E non ho mai visto degli occhi vuoti in quel modo. di sguardi disperati ne ho visti tanti, mal suo non è disperato. non è triste. ha gli occhi di una bambola. sembrano una cortina che sta lì sola e fragile a coprire il niente.
mi hanno spostata di camera e mi hanno messa da sola con lei. da un
lato questo mi rende orgogliosa, perchè le nuove vengono messe solo
con chi si è dimostrato avanti nel percorso, o per lo meno capace di reggere al peso dei primi giorni...però così facendo mi
hanno tolto da due mie amiche carissime, una delle quali è in camera con me da sempre, dal primo giorno...ci siamo viste entrambe cambiare e siamo diventate come sorelle...la
sera, chiaccheravamo, ci facevamo i "grattini", scherzavamo e discutevamo
fino a tardi...
e ora...ora sono stata messa in compagnia di questa ragazza così simile alla me di prima, altrettanto lontana, anni luce, dal mondo.
mi mette un po' a disagio. non ci crede che sono ancora lievemente sottopeso.
ieri sera mi continuava insistentemente a chiedere qual'è stato il mio peso minimo.
io le ripetevo che queste cose non sono importanti, che ciò che conta di più che
io sia qui, che lei sia qui. come persone e non come patologie. alla fine ho ceduto e le ho detto il mio peso minimo: 40 e lei ha risposto
che in effetti non era un peso basso. che desolazione ho sentito, alora. come se
davanti a lei non avessi più il diritto di dire: Ho sofferto. come se non fossi mai
stata "abbastanza anoressica".
credevo di averle messe via, certe cose. ma ho paura che con lei ritornino.
io la capisco e la voglio aiutare. ma l'istinto mi dice di tenerla lontana.
mangio, lavoro, rido e passo oltre. ma ci sono i suoi occhi illusori dall'altra parte del tavolo. i suoi occhi, antico ingannatore sortilegio.
lunedì 5 luglio 2010
energia?
stanca. perchè lavoro e dormo poco e mi muovo sempre.

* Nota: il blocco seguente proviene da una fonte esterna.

//! Iterables
//!
//! An iterable is anything that can hand out fresh protocol iterators over
//! its data. `ArrayIterable` is the dense, fixed-at-construction sequence
//! wrapper; slices and vectors are iterable as well, and strings iterate
//! their code points. Keyed collections live in `map`.

use std::ops::Index;

use crate::iterator::{CodePoints, Entries, IteratorProtocol, Keys, Values};

/// Capability to produce independent iterators.
///
/// Each call to `obtain_iterator` returns an iterator positioned at the
/// start, regardless of how far previously obtained iterators have gone.
pub trait Iterable {
    /// The iterator type handed out for a borrow of `self`
    type Iter<'a>: IteratorProtocol
    where
        Self: 'a;

    /// Return a new iterator starting at position 0
    fn obtain_iterator(&self) -> Self::Iter<'_>;
}

impl<T> Iterable for [T] {
    type Iter<'a>
        = Values<'a, T>
    where
        Self: 'a;

    #[inline]
    fn obtain_iterator(&self) -> Values<'_, T> {
        Values::new(self)
    }
}

impl<T> Iterable for Vec<T> {
    type Iter<'a>
        = Values<'a, T>
    where
        Self: 'a;

    #[inline]
    fn obtain_iterator(&self) -> Values<'_, T> {
        Values::new(self.as_slice())
    }
}

impl Iterable for str {
    type Iter<'a>
        = CodePoints<'a>
    where
        Self: 'a;

    #[inline]
    fn obtain_iterator(&self) -> CodePoints<'_> {
        CodePoints::new(self)
    }
}

impl Iterable for String {
    type Iter<'a>
        = CodePoints<'a>
    where
        Self: 'a;

    #[inline]
    fn obtain_iterator(&self) -> CodePoints<'_> {
        CodePoints::new(self.as_str())
    }
}

/// An immutable ordered sequence that acts as an iterator factory.
///
/// The elements are fixed when the iterable is built. Iterators borrow the
/// storage, so the sequence cannot change while any of them is alive.
#[derive(Debug, Clone, PartialEq, Eq, Hash, Default)]
pub struct ArrayIterable<T> {
    /// Element storage
    elements: Box<[T]>,
}

impl<T> ArrayIterable<T> {
    /// Wrap a sequence. Any length is accepted, including zero.
    pub fn new(sequence: Vec<T>) -> Self {
        ArrayIterable {
            elements: sequence.into_boxed_slice(),
        }
    }

    /// Number of elements
    #[inline]
    pub fn len(&self) -> usize {
        self.elements.len()
    }

    /// Check if there are no elements
    #[inline]
    pub fn is_empty(&self) -> bool {
        self.elements.is_empty()
    }

    /// Element at `index`, if in range
    #[inline]
    pub fn get(&self, index: usize) -> Option<&T> {
        self.elements.get(index)
    }

    /// The backing sequence
    #[inline]
    pub fn as_slice(&self) -> &[T] {
        &self.elements
    }

    /// Default iterator; same as `values()`
    #[inline]
    pub fn obtain_iterator(&self) -> Values<'_, T> {
        Values::new(&self.elements)
    }

    /// Iterator over the elements
    #[inline]
    pub fn values(&self) -> Values<'_, T> {
        Values::new(&self.elements)
    }

    /// Iterator over the indices `0..len`
    #[inline]
    pub fn keys(&self) -> Keys<'_, T> {
        Keys::new(&self.elements)
    }

    /// Iterator over `(index, element)` pairs
    #[inline]
    pub fn entries(&self) -> Entries<'_, T> {
        Entries::new(&self.elements)
    }
}

impl<T> Iterable for ArrayIterable<T> {
    type Iter<'a>
        = Values<'a, T>
    where
        Self: 'a;

    #[inline]
    fn obtain_iterator(&self) -> Values<'_, T> {
        ArrayIterable::obtain_iterator(self)
    }
}

impl<T> From<Vec<T>> for ArrayIterable<T> {
    fn from(values: Vec<T>) -> Self {
        ArrayIterable::new(values)
    }
}

impl<T: Clone> From<&[T]> for ArrayIterable<T> {
    fn from(values: &[T]) -> Self {
        ArrayIterable {
            elements: values.into(),
        }
    }
}

impl<T, const N: usize> From<[T; N]> for ArrayIterable<T> {
    fn from(values: [T; N]) -> Self {
        ArrayIterable::new(Vec::from(values))
    }
}

impl<T> FromIterator<T> for ArrayIterable<T> {
    fn from_iter<I: IntoIterator<Item = T>>(iter: I) -> Self {
        ArrayIterable::new(iter.into_iter().collect())
    }
}

impl<T> Index<usize> for ArrayIterable<T> {
    type Output = T;

    #[inline]
    fn index(&self, index: usize) -> &T {
        &self.elements[index]
    }
}

impl<'a, T> IntoIterator for &'a ArrayIterable<T> {
    type Item = &'a T;
    type IntoIter = Values<'a, T>;

    #[inline]
    fn into_iter(self) -> Values<'a, T> {
        self.values()
    }
}

#[cfg(test)]
mod tests {
    use super::*;
    use crate::result::IterResult;

    #[test]
    fn test_new_and_access() {
        let it = ArrayIterable::new(vec![1, 2, 3]);
        assert_eq!(it.len(), 3);
        assert!(!it.is_empty());
        assert_eq!(it.get(1), Some(&2));
        assert_eq!(it.get(3), None);
        assert_eq!(it[2], 3);
        assert_eq!(it.as_slice(), &[1, 2, 3]);
    }

    #[test]
    fn test_empty_is_valid() {
        let it: ArrayIterable<i32> = ArrayIterable::new(Vec::new());
        assert!(it.is_empty());
        assert_eq!(it.obtain_iterator().advance(), IterResult::Done);
    }

    #[test]
    fn test_fresh_iterators_start_at_zero() {
        let data = ArrayIterable::from([1, 2, 3]);

        let mut first = data.obtain_iterator();
        first.advance();
        first.advance();

        let mut second = data.obtain_iterator();
        assert_eq!(second.advance(), IterResult::Yield(&1));
        assert_eq!(first.advance(), IterResult::Yield(&3));
    }

    #[test]
    fn test_for_loop_and_spread() {
        let data: ArrayIterable<i32> = (1..=4).collect();

        let mut sum = 0;
        for x in &data {
            sum += x;
        }
        assert_eq!(sum, 10);

        let spread: Vec<i32> = data.values().copied().collect();
        assert_eq!(spread, [1, 2, 3, 4]);
    }

    #[test]
    fn test_generic_over_iterables() {
        fn first<I: Iterable + ?Sized>(source: &I) -> bool {
            !source.obtain_iterator().advance().is_done()
        }

        let v = vec!['a'];
        let empty: &[char] = &[];
        assert!(first(&v));
        assert!(first(v.as_slice()));
        assert!(!first(empty));
        assert!(first(&ArrayIterable::from(v.as_slice())));
    }

    #[test]
    fn test_strings_iterate_code_points() {
        let word = String::from("día");
        let mut it = word.obtain_iterator();
        assert_eq!(it.advance(), IterResult::Yield('d'));
        assert_eq!(it.advance(), IterResult::Yield('í'));
        assert_eq!(it.advance(), IterResult::Yield('a'));
        assert_eq!(it.advance(), IterResult::Done);

        let spread: Vec<char> = "日本".obtain_iterator().collect();
        assert_eq!(spread, ['日', '本']);
        assert!(first_is_done(""));
    }

    fn first_is_done<I: Iterable + ?Sized>(source: &I) -> bool {
        source.obtain_iterator().advance().is_done()
    }
}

serena, perchè sono stanca per un motivo che non è la denutrizione.
c'è qualcosa nell'aria che è come un coktail di energia.
è l'energia dell'universo.
le nostre menti sono come le periferiche di questo enorme server comune ch'è il mondo. tutto collegato. tutto condivisibile, esprimibile, stampabile, taggabile: non siamo soli come gli atomi che cadono nel vuoto.
domenica 4 luglio 2010
felice
cali d'umore, soprattutto la sera, scrosci insensati di pianto, angoscia talvolta.

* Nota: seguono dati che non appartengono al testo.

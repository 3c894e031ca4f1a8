//! itr - iteration protocol shell
//!
//! Interactive shell and script runner for stepping through iterators.

use std::path::{Path, PathBuf};

use anyhow::{Context, Result, anyhow};
use clap::Parser;
use iterproto::shell::{HELP, Reply, Session, ShellError};
use rustyline::DefaultEditor;
use rustyline::error::ReadlineError;
use tracing_subscriber::EnvFilter;

#[derive(Parser, Debug)]
#[command(name = "itr", about = "Step through iterators by hand", after_help = HELP)]
struct Cli {
    /// Script to run (one command per line); starts the REPL when omitted.
    script: Option<PathBuf>,
    /// Log filter, e.g. `debug` or `iterproto=trace` (defaults to RUST_LOG, then `warn`).
    #[arg(long)]
    log_level: Option<String>,
    /// File to load and save REPL history.
    #[arg(long)]
    history: Option<PathBuf>,
}

fn main() -> Result<()> {
    let cli = Cli::parse();
    init_logging(cli.log_level.as_deref())?;

    let mut session = Session::new().context("failed to initialize shell")?;

    match cli.script {
        Some(path) => run_file(&mut session, &path),
        None => run_repl(&mut session, cli.history.as_deref()),
    }
}

fn init_logging(level: Option<&str>) -> Result<()> {
    let filter = match level {
        Some(level) => EnvFilter::try_new(level)
            .with_context(|| format!("invalid log filter '{}'", level))?,
        None => EnvFilter::try_from_default_env().unwrap_or_else(|_| EnvFilter::new("warn")),
    };

    tracing_subscriber::fmt()
        .with_env_filter(filter)
        .with_writer(std::io::stderr)
        .init();
    Ok(())
}

fn run_file(session: &mut Session, path: &Path) -> Result<()> {
    let source = std::fs::read_to_string(path)
        .with_context(|| format!("failed to read script {}", path.display()))?;

    session
        .run_script(&source, |text| println!("{}", text))
        .map_err(|e| match e {
            ShellError::AtLine { line, error } => {
                anyhow!("{}:{}: {}", path.display(), line, error)
            }
            other => anyhow!("{}: {}", path.display(), other),
        })
}

fn run_repl(session: &mut Session, history: Option<&Path>) -> Result<()> {
    println!("itr - iteration protocol shell");
    println!("Type `help` for commands, Ctrl+D to exit.\n");

    let mut editor = DefaultEditor::new().context("failed to initialize line editor")?;
    if let Some(path) = history {
        if let Err(e) = editor.load_history(path) {
            tracing::debug!(path = %path.display(), error = %e, "no history loaded");
        }
    }

    loop {
        match editor.readline("> ") {
            Ok(line) => {
                if !line.trim().is_empty() {
                    if let Err(e) = editor.add_history_entry(line.as_str()) {
                        tracing::debug!(error = %e, "history entry not recorded");
                    }
                }

                match session.eval(&line) {
                    Ok(Reply::Silent) => {}
                    Ok(Reply::Text(text)) => println!("{}", text),
                    Ok(Reply::Exit) => break,
                    Err(e) => println!("Uncaught {}", e),
                }
            }
            Err(ReadlineError::Interrupted) => continue,
            Err(ReadlineError::Eof) => {
                println!();
                break;
            }
            Err(e) => return Err(e).context("failed to read input"),
        }
    }

    if let Some(path) = history {
        editor
            .save_history(path)
            .with_context(|| format!("failed to save history to {}", path.display()))?;
    }

    Ok(())
}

eppure: continuo ad essere felice.
così, felice. venerdì sono andata a una festa e la Pulce diceva non ballare, sembrerai una cretina.
non abbracciare quella persona, non ridere, e togliti quel sorriso ebete dalla faccia, oh, quanto sei scema.
semplicemente l'ho lasciata a sgolarsi a vuoto. ed ho passato una serata così bella come mai ne avevo passate da....anzi. forse di così belle non ne avevo passate mai.
e girare, girare per le strade o sedermi dopo cena sulla rugosa panchina di legno del cortile della comunità a prendere il fresco, sentendomi semplicemente felice, senz'altre parole di contorno...
credevo che fosse merito tutto delle mie famose goccie della felicità. semplicemente faccio fatica a reggere l'idea di stare bene(per questo gli scoppi di pianto).
e invece, lo sto scalando e scopro giorno per giorno che impegnandomi posso essere felice anch'io.
felice, senza compromessi.
felice anche con le lacrime. anche con il sonno. felice. punto.